First edition, including an inscription addressing Hughes' close friend Nick Grant, "Nick Grant's own copy/ with love Ted/ Sept. 1993". This would have been a particularly resonant gift given Grant's personal association with Buddhism - he served as a trustee and treasurer of the Jamyang Buddhist Centre in 2001-2008. He was simultaneously a trustee of the Farms for City Children charity established by Clare and Michael Morpurgo and in the mid 1980’s founded the St Clare Trust charity which supported projects occuring in developing countries.

Sacred Earth Dramas is a compilation of nine plays, the result of a world-wide playwriting contest inaugurated by The Sacred Earth Drama Trsut in 1990 with an ecological theme.

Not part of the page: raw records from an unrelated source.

//! Structured logging initialization.
//!
//! Logs go to stderr so command output on stdout stays parseable. Robot
//! mode switches to JSON lines; otherwise the format follows whether
//! stderr is a terminal.

use std::io::{self, IsTerminal};

use tracing_subscriber::fmt::format::FmtSpan;
use tracing_subscriber::layer::SubscriberExt;
use tracing_subscriber::util::SubscriberInitExt;
use tracing_subscriber::{EnvFilter, fmt};

/// Initialize the global tracing subscriber.
///
/// `verbose` raises the default level (0 = info, 1 = debug, 2+ = trace);
/// `quiet` drops it to errors only. `RUST_LOG` overrides both.
pub fn init(robot_mode: bool, verbose: u8, quiet: bool) {
    let default_directive = if quiet {
        "cardpad=error"
    } else {
        match verbose {
            0 => "cardpad=info",
            1 => "cardpad=debug",
            _ => "cardpad=trace",
        }
    };
    let filter =
        EnvFilter::try_from_default_env().unwrap_or_else(|_| EnvFilter::new(default_directive));

    let base = fmt::layer()
        .with_file(false)
        .with_line_number(false)
        .with_thread_ids(false)
        .with_span_events(FmtSpan::NONE)
        .with_writer(io::stderr);

    if robot_mode {
        // JSON lines for scripts and agents
        tracing_subscriber::registry().with(filter).with(base.json().with_target(true)).init();
    } else if io::stderr().is_terminal() {
        tracing_subscriber::registry().with(filter).with(base.with_target(false)).init();
    } else {
        // Piped or redirected: compact, no ANSI
        tracing_subscriber::registry()
            .with(filter)
            .with(base.with_target(false).with_ansi(false).compact())
            .init();
    }
}
//! Cardpad CLI - inspect and edit controller binding profiles.
//!
//! Provides both human-friendly and agent-friendly (robot mode) interfaces.
#![forbid(unsafe_code)]

use std::io::{self, IsTerminal};
use std::path::PathBuf;

use clap::{CommandFactory, Parser};
use serde::Serialize;

use cardpad::actions::actions_for_state;
use cardpad::cli::{
    ActionsArgs, AssignArgs, BindArgs, Cli, Commands, CompletionsArgs, ConfigArgs,
    ControllersArgs, CreateArgs, DeleteArgs, DescribeArgs, InitArgs, ProfilesArgs, RenameArgs,
    ResolveArgs, ShowArgs, UnbindArgs,
};
use cardpad::controller::{self, axis_button};
use cardpad::error::Result;
use cardpad::logging;
use cardpad::output::{
    BindingRow, ControllerSummary, Output, OutputMode, ProfileOverview, ResolutionReport,
    StateBindings,
};
use cardpad::profile::{AxisRole, Profile, ProfileStore, State, standard_profile};
use cardpad::settings::Settings;

/// Build information embedded at compile time.
mod build_info {
    pub const VERSION: &str = env!("CARGO_PKG_VERSION");

    pub fn git_sha() -> Option<&'static str> {
        option_env!("VERGEN_GIT_SHA").filter(|sha| !sha.starts_with("VERGEN"))
    }

    pub fn build_timestamp() -> Option<&'static str> {
        option_env!("VERGEN_BUILD_TIMESTAMP").filter(|ts| !ts.starts_with("VERGEN"))
    }
}

fn main() {
    let cli = Cli::parse();

    // Handle no-color flag or non-TTY
    if cli.no_color || !io::stdout().is_terminal() {
        console::set_colors_enabled(false);
    }

    logging::init(cli.use_json(), cli.verbose, cli.quiet);

    if let Err(e) = run(&cli) {
        OutputMode::from_cli(&cli).into_output().error(&e);
        std::process::exit(1);
    }
}

fn run(cli: &Cli) -> Result<()> {
    match &cli.command {
        None => print_quick_start(cli),
        Some(Commands::Controllers(args)) => cmd_controllers(cli, args),
        Some(Commands::Describe(args)) => cmd_describe(cli, args),
        Some(Commands::Profiles(args)) => cmd_profiles(cli, args),
        Some(Commands::Show(args)) => cmd_show(cli, args),
        Some(Commands::Create(args)) => cmd_create(cli, args),
        Some(Commands::Rename(args)) => cmd_rename(cli, args),
        Some(Commands::Delete(args)) => cmd_delete(cli, args),
        Some(Commands::Assign(args)) => cmd_assign(cli, args),
        Some(Commands::Resolve(args)) => cmd_resolve(cli, args),
        Some(Commands::Bind(args)) => cmd_bind(cli, args),
        Some(Commands::Unbind(args)) => cmd_unbind(cli, args),
        Some(Commands::Actions(args)) => cmd_actions(cli, args),
        Some(Commands::Init(args)) => cmd_init(cli, args),
        Some(Commands::Config(args)) => cmd_config(cli, args),
        Some(Commands::Version) => cmd_version(cli),
        Some(Commands::Completions(args)) => cmd_completions(args),
    }
}

fn output_for(cli: &Cli) -> Box<dyn Output> {
    OutputMode::from_cli(cli).into_output()
}

/// Profile store and settings file locations for this invocation.
struct Paths {
    store: ProfileStore,
    settings: PathBuf,
}

fn paths(cli: &Cli) -> Result<Paths> {
    match &cli.dir {
        Some(dir) => Ok(Paths {
            store: ProfileStore::new(dir.join("profiles")),
            settings: dir.join("settings.toml"),
        }),
        None => Ok(Paths {
            store: ProfileStore::open_default()?,
            settings: Settings::default_path()?,
        }),
    }
}

// === Quick Start (Robot Mode Optimized) ===

/// Prints quick-start help optimized for both humans and agents.
#[allow(clippy::unnecessary_wraps)] // Consistent return type with other commands
fn print_quick_start(cli: &Cli) -> Result<()> {
    if cli.use_json() {
        print_robot_quick_start();
    } else {
        print_human_quick_start();
    }
    Ok(())
}

fn print_robot_quick_start() {
    let help = RobotQuickStart {
        tool: "cardpad",
        version: build_info::VERSION,
        description: "Controller bindings engine for flashcard review with robot mode",
        discovery: RobotDiscovery {
            list_controllers: "cardpad controllers --robot",
            controller_layout: "cardpad describe \"Xbox One\" --robot",
            list_profiles: "cardpad profiles --robot",
        },
        bindings: RobotBindings {
            show_profile: "cardpad show <PROFILE> --robot",
            resolve: "cardpad resolve <PROFILE> <STATE> <BUTTON> --robot",
            bind: "cardpad bind <PROFILE> <STATE> <BUTTON> <ACTION>",
            unbind: "cardpad unbind <PROFILE> <STATE> <BUTTON>",
            actions: "cardpad actions [STATE] --robot",
        },
        states: "all, deckBrowser, overview, review, question, answer, dialog",
        inheritance: "explicit binding > review layer (question/answer) > all layer",
        output_modes: OutputModes {
            human: "--format=text (default)",
            robot: "--robot or --format=json",
            compact: "--format=json-compact",
        },
        data_dir: "Use --dir <DIR> to work against a different data directory",
    };

    println!("{}", serde_json::to_string_pretty(&help).expect("serialization failed"));
}

fn print_human_quick_start() {
    use console::style;

    println!("{} {} - controller bindings for flashcard review\n", style("cardpad").bold().cyan(), build_info::VERSION);

    println!("{}", style("QUICK START").bold().underlined());
    println!();
    println!("  {}  Initialize standard profiles", style("cardpad init").green());
    println!("  {}  List supported controllers", style("cardpad controllers").green());
    println!("  {}  Show a controller layout", style("cardpad describe \"Xbox One\"").green());
    println!("  {}  List stored profiles", style("cardpad profiles").green());
    println!("  {}  Show effective bindings", style("cardpad show <PROFILE>").green());
    println!("  {}  Resolve one button", style("cardpad resolve <PROFILE> review 0").green());
    println!("  {}  Change a binding", style("cardpad bind <PROFILE> review 0 Again").green());
    println!();

    println!("{}", style("ROBOT MODE (for agents)").bold().underlined());
    println!();
    println!("  {}  JSON output", style("cardpad --robot <command>").cyan());
    println!("  {}  Quick-start JSON", style("cardpad --robot").cyan());
    println!();

    println!("Run {} for full help", style("cardpad --help").yellow());
}

// === Robot Mode JSON Structures ===

#[derive(Serialize)]
struct RobotQuickStart {
    tool: &'static str,
    version: &'static str,
    description: &'static str,
    discovery: RobotDiscovery,
    bindings: RobotBindings,
    states: &'static str,
    inheritance: &'static str,
    output_modes: OutputModes,
    data_dir: &'static str,
}

#[derive(Serialize)]
struct RobotDiscovery {
    list_controllers: &'static str,
    controller_layout: &'static str,
    list_profiles: &'static str,
}

#[derive(Serialize)]
struct RobotBindings {
    show_profile: &'static str,
    resolve: &'static str,
    bind: &'static str,
    unbind: &'static str,
    actions: &'static str,
}

#[derive(Serialize)]
struct OutputModes {
    human: &'static str,
    robot: &'static str,
    compact: &'static str,
}

// === Controller Registry ===

fn cmd_controllers(cli: &Cli, args: &ControllersArgs) -> Result<()> {
    let output = output_for(cli);
    if args.long {
        for (index, name) in controller::controller_names().into_iter().enumerate() {
            if index > 0 {
                output.newline();
            }
            output.controller_info(controller::describe(name)?);
        }
        return Ok(());
    }

    let summaries: Vec<ControllerSummary> = controller::controller_names()
        .into_iter()
        .map(|name| {
            let descriptor = controller::describe(name)?;
            Ok(ControllerSummary {
                name,
                buttons: descriptor.button_count(),
                axes: descriptor.axis_count(),
                has_stick: descriptor.has_stick,
            })
        })
        .collect::<Result<_>>()?;
    output.controller_list(&summaries);
    Ok(())
}

fn cmd_describe(cli: &Cli, args: &DescribeArgs) -> Result<()> {
    let descriptor = controller::describe(&args.controller)?;
    output_for(cli).controller_info(descriptor);
    Ok(())
}

// === Profiles ===

fn cmd_profiles(cli: &Cli, _args: &ProfilesArgs) -> Result<()> {
    let names = paths(cli)?.store.list()?;
    output_for(cli).profile_list(&names);
    Ok(())
}

/// Buttons shown for a profile: the bindable physical buttons plus the
/// virtual buttons of axes assigned the `Buttons` role.
fn visible_buttons(profile: &Profile) -> Vec<u8> {
    let mut buttons = profile.bindable_buttons();
    for (&axis, &role) in profile.axes_bindings() {
        if role == AxisRole::Buttons {
            buttons.push(axis_button(axis, false));
            buttons.push(axis_button(axis, true));
        }
    }
    buttons
}

fn cmd_show(cli: &Cli, args: &ShowArgs) -> Result<()> {
    let profile = paths(cli)?.store.load(&args.profile)?;
    let states: Vec<State> = match &args.state {
        Some(state) => vec![state.parse()?],
        None => State::ALL_STATES.to_vec(),
    };

    let buttons = visible_buttons(&profile);
    let mut tables = Vec::with_capacity(states.len());
    for state in states {
        let mut rows = Vec::with_capacity(buttons.len());
        for &button in &buttons {
            let resolved = profile.effective_action(state, args.modifier, button)?;
            rows.push(BindingRow {
                button,
                name: profile.button_name(button),
                action: resolved.action,
                inherited: resolved.inherited,
            });
        }
        tables.push(StateBindings { state, rows });
    }

    output_for(cli).profile_overview(&ProfileOverview {
        name: profile.name.clone(),
        controller: profile.controller.clone(),
        buttons: profile.button_count(),
        axes: profile.axis_count(),
        mods: profile.mods().to_vec(),
        modifier: args.modifier,
        states: tables,
    });
    Ok(())
}

fn cmd_create(cli: &Cli, args: &CreateArgs) -> Result<()> {
    paths(cli)?.store.copy(&args.source, &args.name)?;
    output_for(cli).success(&format!("Created profile '{}' from '{}'", args.name, args.source));
    Ok(())
}

fn cmd_rename(cli: &Cli, args: &RenameArgs) -> Result<()> {
    paths(cli)?.store.rename(&args.old, &args.new)?;
    output_for(cli).success(&format!("Renamed profile '{}' to '{}'", args.old, args.new));
    Ok(())
}

fn cmd_delete(cli: &Cli, args: &DeleteArgs) -> Result<()> {
    paths(cli)?.store.delete(&args.name)?;
    output_for(cli).success(&format!("Deleted profile '{}'", args.name));
    Ok(())
}

fn cmd_assign(cli: &Cli, args: &AssignArgs) -> Result<()> {
    // The controller must be known; the profile may be any stored one
    controller::describe(&args.controller)?;
    paths(cli)?.store.assign(&args.controller, &args.profile)?;
    output_for(cli)
        .success(&format!("Assigned profile '{}' to {}", args.profile, args.controller));
    Ok(())
}

// === Bindings ===

fn cmd_resolve(cli: &Cli, args: &ResolveArgs) -> Result<()> {
    let profile = paths(cli)?.store.load(&args.profile)?;
    let state: State = args.state.parse()?;
    let resolved = profile.effective_action(state, args.modifier, args.button)?;

    output_for(cli).resolution(&ResolutionReport {
        profile: profile.name.clone(),
        state,
        modifier: args.modifier,
        button: args.button,
        button_name: profile.button_name(args.button),
        action: resolved.action,
        inherited: resolved.inherited,
    });
    Ok(())
}

fn cmd_bind(cli: &Cli, args: &BindArgs) -> Result<()> {
    let paths = paths(cli)?;
    let mut profile = paths.store.load(&args.profile)?;
    let state: State = args.state.parse()?;
    profile.set_binding(state, args.modifier, args.button, &args.action)?;
    paths.store.save(&profile)?;

    let output = output_for(cli);
    let button = profile.button_name(args.button);
    if args.action.is_empty() {
        output.success(&format!("Cleared {button} in state {state}"));
    } else {
        output.success(&format!("Bound {button} to '{}' in state {state}", args.action));
    }
    Ok(())
}

fn cmd_unbind(cli: &Cli, args: &UnbindArgs) -> Result<()> {
    let paths = paths(cli)?;
    let mut profile = paths.store.load(&args.profile)?;
    let state: State = args.state.parse()?;
    profile.set_binding(state, args.modifier, args.button, "")?;
    paths.store.save(&profile)?;

    output_for(cli)
        .success(&format!("Cleared {} in state {state}", profile.button_name(args.button)));
    Ok(())
}

fn cmd_actions(cli: &Cli, args: &ActionsArgs) -> Result<()> {
    let settings = Settings::load(&paths(cli)?.settings)?;
    let custom = settings.custom_action_names();

    let (title, mut actions): (String, Vec<String>) = match &args.state {
        Some(state) => {
            let state: State = state.parse()?;
            let mut actions: Vec<String> =
                actions_for_state(state).into_iter().map(str::to_string).collect();
            actions.extend(custom.iter().map(|name| (*name).to_string()));
            (format!("Actions: {}", state.display_name()), actions)
        }
        None => {
            let mut actions: Vec<String> = State::ALL_STATES
                .into_iter()
                .flat_map(actions_for_state)
                .filter(|action| !action.is_empty())
                .map(str::to_string)
                .collect();
            actions.extend(custom.iter().map(|name| (*name).to_string()));
            actions.sort();
            actions.dedup();
            ("Actions: all states".to_string(), actions)
        }
    };
    if !custom.is_empty() {
        actions.dedup();
    }

    output_for(cli).action_list(&title, &actions);
    Ok(())
}

// === Configuration ===

/// Input sizes the standard profiles are generated for.
const STANDARD_SIZES: [(u8, u8); 3] = [(16, 4), (17, 4), (18, 4)];

fn cmd_init(cli: &Cli, args: &InitArgs) -> Result<()> {
    let paths = paths(cli)?;
    let output = output_for(cli);

    let mut created = 0usize;
    for (buttons, axes) in STANDARD_SIZES {
        let profile = standard_profile(buttons, axes);
        if paths.store.exists(&profile.name) && !args.force {
            continue;
        }
        paths.store.save(&profile)?;
        created += 1;
    }

    if !paths.settings.is_file() || args.force {
        Settings::default().save(&paths.settings)?;
    }

    output.success(&format!(
        "Initialized {} ({created} standard profiles written)",
        paths.store.root().display()
    ));
    Ok(())
}

fn cmd_config(cli: &Cli, args: &ConfigArgs) -> Result<()> {
    let paths = paths(cli)?;
    let output = output_for(cli);
    if args.path {
        output.info(&paths.settings.display().to_string());
        return Ok(());
    }
    let settings = Settings::load(&paths.settings)?;
    output.settings_info(&settings, &paths.settings);
    Ok(())
}

// === Utilities ===

#[allow(clippy::unnecessary_wraps)] // Consistent return type with other commands
fn cmd_version(cli: &Cli) -> Result<()> {
    output_for(cli).version_info(
        build_info::VERSION,
        build_info::git_sha(),
        build_info::build_timestamp(),
    );
    Ok(())
}

#[allow(clippy::unnecessary_wraps)] // Consistent return type with other commands
fn cmd_completions(args: &CompletionsArgs) -> Result<()> {
    let mut command = Cli::command();
    clap_complete::generate(args.shell, &mut command, "cardpad", &mut io::stdout());
    Ok(())
}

The playwrights were invited to submit plays which revised and retold religious or mythological tales with specific relevance to the natural world today and the best, most healthy, way in which we can occupy it. These were judged in two categories; below fifteen and fifteen years and above with the winning entires published in this anthology.

In Toni Arthur's introduction she discusses the overwhelming response of the competition and their diverse deliveries; some even being written on rice paper or presented in video form, but exemplifies that what they all shared was a mutual "desperate cry from the heart to save what is left of our planet".

Ted Hughes himself writes a powerful foreword in which he underscores the concept that the opportunity for young people to address the issue of climate change and the destruction of our planet is integral to inducing change; ~"We knew that adults, parents and teachers watch childrens drama through the eyes of the child within themselves. It reaches them in ways they can never be reached if addressed simply as adults".